LISTED RECORDS —

-=-=-

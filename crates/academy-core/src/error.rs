//! Application error types with rich context

use thiserror::Error;

/// Result type alias using our Error type
pub type Result<T> = std::result::Result<T, Error>;

/// Application error types organized by layer/domain
#[derive(Debug, Error)]
pub enum Error {
    // ─────────────────────────────────────────────────────────────
    // Common/Infrastructure Errors
    // ─────────────────────────────────────────────────────────────
    #[error("IO error: {0}")]
    Io(#[from] std::io::Error),

    #[error("JSON parsing error: {0}")]
    Json(#[from] serde_json::Error),

    #[error("TOML parsing error: {0}")]
    Toml(#[from] toml::de::Error),

    // ─────────────────────────────────────────────────────────────
    // Terminal/TUI Errors
    // ─────────────────────────────────────────────────────────────
    #[error("Terminal error: {message}")]
    Terminal { message: String },

    // ─────────────────────────────────────────────────────────────
    // Configuration Errors
    // ─────────────────────────────────────────────────────────────
    #[error("Configuration error: {message}")]
    Config { message: String },

    // ─────────────────────────────────────────────────────────────
    // Catalog Errors
    // ─────────────────────────────────────────────────────────────
    #[error("Duplicate module id in catalog: {id}")]
    DuplicateModuleId { id: String },

    #[error("Catalog contains no modules")]
    EmptyCatalog,

    #[error("Module not found: {id}")]
    ModuleNotFound { id: String },
}

// ─────────────────────────────────────────────────────────────────
// Convenience Constructors
// ─────────────────────────────────────────────────────────────────

impl Error {
    pub fn terminal(message: impl Into<String>) -> Self {
        Self::Terminal {
            message: message.into(),
        }
    }

    pub fn config(message: impl Into<String>) -> Self {
        Self::Config {
            message: message.into(),
        }
    }

    pub fn duplicate_module_id(id: impl Into<String>) -> Self {
        Self::DuplicateModuleId { id: id.into() }
    }

    pub fn module_not_found(id: impl Into<String>) -> Self {
        Self::ModuleNotFound { id: id.into() }
    }
}

// ─────────────────────────────────────────────────────────────────
// Error Context Extensions (for use with color-eyre)
// ─────────────────────────────────────────────────────────────────

/// Extension trait for adding context to Results
pub trait ResultExt<T> {
    /// Add context to an error
    fn context(self, context: impl Into<String>) -> Result<T>;

    /// Add context with a closure (lazy evaluation)
    fn with_context<F>(self, f: F) -> Result<T>
    where
        F: FnOnce() -> String;
}

impl<T, E: Into<Error>> ResultExt<T> for std::result::Result<T, E> {
    fn context(self, context: impl Into<String>) -> Result<T> {
        self.map_err(|e| {
            let err = e.into();
            tracing::error!("{}: {:?}", context.into(), err);
            err
        })
    }

    fn with_context<F>(self, f: F) -> Result<T>
    where
        F: FnOnce() -> String,
    {
        self.map_err(|e| {
            let err = e.into();
            tracing::error!("{}: {:?}", f(), err);
            err
        })
    }
}

#[cfg(test)]
mod tests {
    use super::*;

    #[test]
    fn test_error_display_messages() {
        let err = Error::module_not_found("module-999");
        assert_eq!(err.to_string(), "Module not found: module-999");

        let err = Error::EmptyCatalog;
        assert!(err.to_string().contains("no modules"));
    }

    #[test]
    fn test_error_from_io() {
        let io_err = std::io::Error::new(std::io::ErrorKind::NotFound, "file not found");
        let err: Error = io_err.into();
        assert!(matches!(err, Error::Io(_)));
    }

    #[test]
    fn test_error_from_toml() {
        let toml_err = toml::from_str::<toml::Value>("= broken").unwrap_err();
        let err: Error = toml_err.into();
        assert!(matches!(err, Error::Toml(_)));
    }

    #[test]
    fn test_duplicate_id_error_names_the_id() {
        let err = Error::duplicate_module_id("module-3");
        assert!(err.to_string().contains("module-3"));
    }

    #[test]
    fn test_context_passes_error_through() {
        let result: std::result::Result<(), std::io::Error> = Err(std::io::Error::new(
            std::io::ErrorKind::PermissionDenied,
            "denied",
        ));
        let err = result.context("reading catalog").unwrap_err();
        assert!(matches!(err, Error::Io(_)));
    }
}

-=-=-

TASK OBJECTIVE —
State the count of lines in the data holding the word "tracing", adding nothing to it.

EXERCISE SOLUTION —
2